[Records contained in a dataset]
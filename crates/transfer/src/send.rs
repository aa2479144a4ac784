//! Send side: push one local file to a peer's transfer endpoint.

use std::net::SocketAddr;
use std::path::Path;

use landrop_protocol::{Message, CHUNK_BYTES};
use tokio::io::{AsyncReadExt, BufReader, BufWriter};
use tokio::net::TcpStream;
use tokio::sync::mpsc;
use tokio_util::sync::CancellationToken;
use tracing::{debug, info};

use crate::digest::file_md5;
use crate::io::{read_message, write_message};
use crate::progress::{next_session_id, Direction, ProgressEvent};
use crate::{TransferError, CONNECT_TIMEOUT, RESPONSE_TIMEOUT};

/// Terminal state of one send session.
#[derive(Debug)]
pub enum SendOutcome {
    /// Receiver verified the digest.
    Delivered,
    /// Receiver declined the offer.
    Rejected { reason: Option<String> },
    /// Receiver's digest did not match what we sent.
    VerifyFailed { expected: String, got: String },
}

/// Sends `path` to the peer at `target`, running the full offer /
/// stream / verify conversation.
///
/// The local file is only ever read. Rejection and digest mismatch are
/// outcomes, not errors; errors mean the session could not run to a
/// verdict.
pub async fn send_file(
    target: SocketAddr,
    path: &Path,
    progress: mpsc::Sender<ProgressEvent>,
    cancel: CancellationToken,
) -> Result<SendOutcome, TransferError> {
    // PREP: fail before touching the network.
    let meta = tokio::fs::metadata(path).await.map_err(|e| {
        TransferError::InvalidFile(format!("cannot stat {}: {e}", path.display()))
    })?;
    if !meta.is_file() {
        return Err(TransferError::InvalidFile(format!(
            "{} is not a regular file",
            path.display()
        )));
    }
    let size = meta.len();
    let filename = path
        .file_name()
        .and_then(|n| n.to_str())
        .ok_or_else(|| {
            TransferError::InvalidFile(format!("{} has no usable file name", path.display()))
        })?
        .to_string();
    let md5 = file_md5(path).await?;
    debug!(%filename, size, %md5, "file prepared for sending");

    // CONNECT
    let stream = tokio::select! {
        biased;
        _ = cancel.cancelled() => return Err(TransferError::Cancelled),
        result = tokio::time::timeout(CONNECT_TIMEOUT, TcpStream::connect(target)) => {
            match result {
                Ok(Ok(stream)) => stream,
                Ok(Err(e)) => return Err(e.into()),
                Err(_) => return Err(TransferError::Timeout("connection")),
            }
        }
    };
    info!(%target, %filename, "connected, offering file");

    let (read_half, write_half) = stream.into_split();
    let mut reader = BufReader::new(read_half);
    let mut writer = BufWriter::new(write_half);

    // OFFER. The receiver's answer includes human decision time.
    write_message(
        &mut writer,
        &Message::FileOffer {
            filename: filename.clone(),
            size,
            md5: md5.clone(),
        },
        &cancel,
    )
    .await?;
    match read_message(&mut reader, RESPONSE_TIMEOUT, "offer response", &cancel).await? {
        Message::FileAccept => {}
        Message::FileReject { reason } => {
            info!(%target, ?reason, "offer rejected by peer");
            return Ok(SendOutcome::Rejected { reason });
        }
        other => {
            return Err(TransferError::Protocol(format!(
                "expected FILE_ACCEPT or FILE_REJECT, got {}",
                other.kind()
            )))
        }
    }

    // META
    let chunks = size.div_ceil(CHUNK_BYTES as u64);
    write_message(
        &mut writer,
        &Message::FileMeta {
            chunks,
            chunk_size: CHUNK_BYTES as u32,
        },
        &cancel,
    )
    .await?;

    // STREAM
    let session_id = next_session_id();
    let mut file = tokio::fs::File::open(path).await?;
    let mut sent: u64 = 0;
    for seq in 0..chunks {
        let want = (size - sent).min(CHUNK_BYTES as u64) as usize;
        let mut data = vec![0u8; want];
        file.read_exact(&mut data).await?;
        sent += want as u64;

        write_message(&mut writer, &Message::FileChunk { seq, data }, &cancel).await?;
        let _ = progress.try_send(ProgressEvent {
            session_id,
            direction: Direction::Send,
            bytes: sent,
            total: size,
        });
    }

    // DONE + VERIFY
    write_message(&mut writer, &Message::FileDone { md5: md5.clone() }, &cancel).await?;
    match read_message(&mut reader, RESPONSE_TIMEOUT, "verification verdict", &cancel).await? {
        Message::FileVerifyOk => {
            info!(%target, %filename, bytes = size, "file delivered and verified");
            Ok(SendOutcome::Delivered)
        }
        Message::FileVerifyFail { expected, got } => {
            info!(%target, %filename, "peer reported digest mismatch");
            Ok(SendOutcome::VerifyFailed { expected, got })
        }
        other => Err(TransferError::Protocol(format!(
            "expected a verify verdict, got {}",
            other.kind()
        ))),
    }
}

#[cfg(test)]
mod tests {
    use super::*;
    use crate::confirm::{ConfirmBridge, Verdict};
    use crate::recv::{receive_session, RecvOutcome};
    use std::path::PathBuf;
    use std::sync::Arc;
    use tokio::net::TcpListener;

    async fn spawn_receiver(
        bridge: Arc<ConfirmBridge>,
        download_dir: PathBuf,
        progress: mpsc::Sender<ProgressEvent>,
    ) -> (
        SocketAddr,
        tokio::task::JoinHandle<Result<RecvOutcome, crate::TransferError>>,
    ) {
        let listener = TcpListener::bind("127.0.0.1:0").await.unwrap();
        let addr = listener.local_addr().unwrap();
        let handle = tokio::spawn(async move {
            let (stream, peer) = listener.accept().await.unwrap();
            receive_session(
                stream,
                peer,
                bridge,
                &download_dir,
                progress,
                CancellationToken::new(),
            )
            .await
        });
        (addr, handle)
    }

    fn auto_resolve(bridge: &Arc<ConfirmBridge>, verdict: Verdict) {
        let b = Arc::clone(bridge);
        tokio::spawn(async move {
            b.next().await.resolve(verdict);
        });
    }

    fn null_progress() -> mpsc::Sender<ProgressEvent> {
        mpsc::channel(64).0
    }

    #[tokio::test]
    async fn end_to_end_small_file() {
        let dir = tempfile::tempdir().unwrap();
        let downloads = dir.path().join("downloads");
        let src = dir.path().join("hello.txt");
        std::fs::write(&src, b"hello, world!").unwrap();

        let bridge = Arc::new(ConfirmBridge::new());
        auto_resolve(&bridge, Verdict::Accept);
        let (addr, receiver) = spawn_receiver(bridge, downloads.clone(), null_progress()).await;

        let outcome = send_file(addr, &src, null_progress(), CancellationToken::new())
            .await
            .unwrap();
        assert!(matches!(outcome, SendOutcome::Delivered));

        match receiver.await.unwrap().unwrap() {
            RecvOutcome::Completed { path } => {
                assert_eq!(path, downloads.join("hello.txt"));
                assert_eq!(std::fs::read(&path).unwrap(), b"hello, world!");
            }
            other => panic!("expected Completed, got {other:?}"),
        }
    }

    #[tokio::test]
    async fn multi_chunk_file_arrives_identical() {
        let dir = tempfile::tempdir().unwrap();
        let downloads = dir.path().join("downloads");
        let src = dir.path().join("blob.bin");
        // 200 KiB: four chunks at 64 KiB, the last one short.
        let data: Vec<u8> = (0..200 * 1024u32).map(|i| (i * 31 % 256) as u8).collect();
        std::fs::write(&src, &data).unwrap();

        let bridge = Arc::new(ConfirmBridge::new());
        auto_resolve(&bridge, Verdict::Accept);
        let (addr, receiver) = spawn_receiver(bridge, downloads.clone(), null_progress()).await;

        let (progress_tx, mut progress_rx) = mpsc::channel(64);
        let outcome = send_file(addr, &src, progress_tx, CancellationToken::new())
            .await
            .unwrap();
        assert!(matches!(outcome, SendOutcome::Delivered));

        match receiver.await.unwrap().unwrap() {
            RecvOutcome::Completed { path } => {
                assert_eq!(std::fs::read(&path).unwrap(), data);
            }
            other => panic!("expected Completed, got {other:?}"),
        }

        // One event per chunk, cumulative, ending at the full size.
        let mut events = Vec::new();
        while let Ok(event) = progress_rx.try_recv() {
            events.push(event);
        }
        assert_eq!(events.len(), 4);
        assert!(events.windows(2).all(|w| w[0].bytes < w[1].bytes));
        let last = events.last().unwrap();
        assert_eq!(last.bytes, data.len() as u64);
        assert_eq!(last.total, data.len() as u64);
        assert_eq!(last.direction, Direction::Send);
    }

    #[tokio::test]
    async fn empty_file_transfers_with_zero_chunks() {
        let dir = tempfile::tempdir().unwrap();
        let downloads = dir.path().join("downloads");
        let src = dir.path().join("empty.txt");
        std::fs::write(&src, b"").unwrap();

        let bridge = Arc::new(ConfirmBridge::new());
        auto_resolve(&bridge, Verdict::Accept);
        let (addr, receiver) = spawn_receiver(bridge, downloads.clone(), null_progress()).await;

        let outcome = send_file(addr, &src, null_progress(), CancellationToken::new())
            .await
            .unwrap();
        assert!(matches!(outcome, SendOutcome::Delivered));

        match receiver.await.unwrap().unwrap() {
            RecvOutcome::Completed { path } => {
                assert!(std::fs::read(&path).unwrap().is_empty());
            }
            other => panic!("expected Completed, got {other:?}"),
        }
    }

    #[tokio::test]
    async fn rejection_reported_cleanly() {
        let dir = tempfile::tempdir().unwrap();
        let downloads = dir.path().join("downloads");
        let src = dir.path().join("unwanted.txt");
        std::fs::write(&src, b"no thanks").unwrap();

        let bridge = Arc::new(ConfirmBridge::new());
        auto_resolve(&bridge, Verdict::Reject);
        let (addr, receiver) = spawn_receiver(bridge, downloads.clone(), null_progress()).await;

        let outcome = send_file(addr, &src, null_progress(), CancellationToken::new())
            .await
            .unwrap();
        assert!(matches!(outcome, SendOutcome::Rejected { .. }));
        assert!(matches!(
            receiver.await.unwrap().unwrap(),
            RecvOutcome::Rejected
        ));
        // Rejection must not leave anything in the download directory.
        assert!(!downloads.exists() || std::fs::read_dir(&downloads).unwrap().count() == 0);
    }

    #[tokio::test]
    async fn missing_file_fails_before_connecting() {
        // Port 1 is never listening; PREP must fail first.
        let target: SocketAddr = "127.0.0.1:1".parse().unwrap();
        let result = send_file(
            target,
            Path::new("/nonexistent/ghost.bin"),
            null_progress(),
            CancellationToken::new(),
        )
        .await;
        assert!(matches!(result, Err(TransferError::InvalidFile(_))));
    }

    #[tokio::test]
    async fn directory_is_not_a_sendable_file() {
        let dir = tempfile::tempdir().unwrap();
        let target: SocketAddr = "127.0.0.1:1".parse().unwrap();
        let result = send_file(
            target,
            dir.path(),
            null_progress(),
            CancellationToken::new(),
        )
        .await;
        assert!(matches!(result, Err(TransferError::InvalidFile(_))));
    }

    #[tokio::test]
    async fn connection_refused_surfaces_as_io_error() {
        let dir = tempfile::tempdir().unwrap();
        let src = dir.path().join("a.txt");
        std::fs::write(&src, b"x").unwrap();

        // Bind then drop to get a port nobody listens on.
        let port = {
            let listener = std::net::TcpListener::bind("127.0.0.1:0").unwrap();
            listener.local_addr().unwrap().port()
        };
        let target: SocketAddr = format!("127.0.0.1:{port}").parse().unwrap();

        let result = send_file(target, &src, null_progress(), CancellationToken::new()).await;
        assert!(matches!(result, Err(TransferError::Io(_))));
    }

    #[tokio::test]
    async fn receiver_vanishing_mid_stream_fails_the_send() {
        use landrop_protocol::{read_frame, write_frame};

        let dir = tempfile::tempdir().unwrap();
        let src = dir.path().join("big.bin");
        std::fs::write(&src, vec![0xABu8; CHUNK_BYTES * 3]).unwrap();

        let listener = TcpListener::bind("127.0.0.1:0").await.unwrap();
        let addr = listener.local_addr().unwrap();

        // A peer that accepts, reads one chunk, then drops the connection.
        tokio::spawn(async move {
            let (mut stream, _) = listener.accept().await.unwrap();
            let offer = read_frame(&mut stream).await.unwrap();
            assert!(matches!(offer, Message::FileOffer { .. }));
            write_frame(&mut stream, &Message::FileAccept).await.unwrap();
            let _meta = read_frame(&mut stream).await.unwrap();
            let _first_chunk = read_frame(&mut stream).await.unwrap();
            // Connection dropped here.
        });

        let result = send_file(addr, &src, null_progress(), CancellationToken::new()).await;
        assert!(result.is_err());
    }

    #[tokio::test]
    async fn cancelled_send_aborts() {
        let dir = tempfile::tempdir().unwrap();
        let src = dir.path().join("a.txt");
        std::fs::write(&src, b"x").unwrap();

        let listener = TcpListener::bind("127.0.0.1:0").await.unwrap();
        let addr = listener.local_addr().unwrap();

        let cancel = CancellationToken::new();
        cancel.cancel();

        let result = send_file(addr, &src, null_progress(), cancel).await;
        assert!(matches!(result, Err(TransferError::Cancelled)));
    }
}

§ **What to work on**
Across the data, pull every line containing the string "push".

§ **Expected answer**
//! Send side: push one local file to a peer's transfer endpoint.
            events.push(event);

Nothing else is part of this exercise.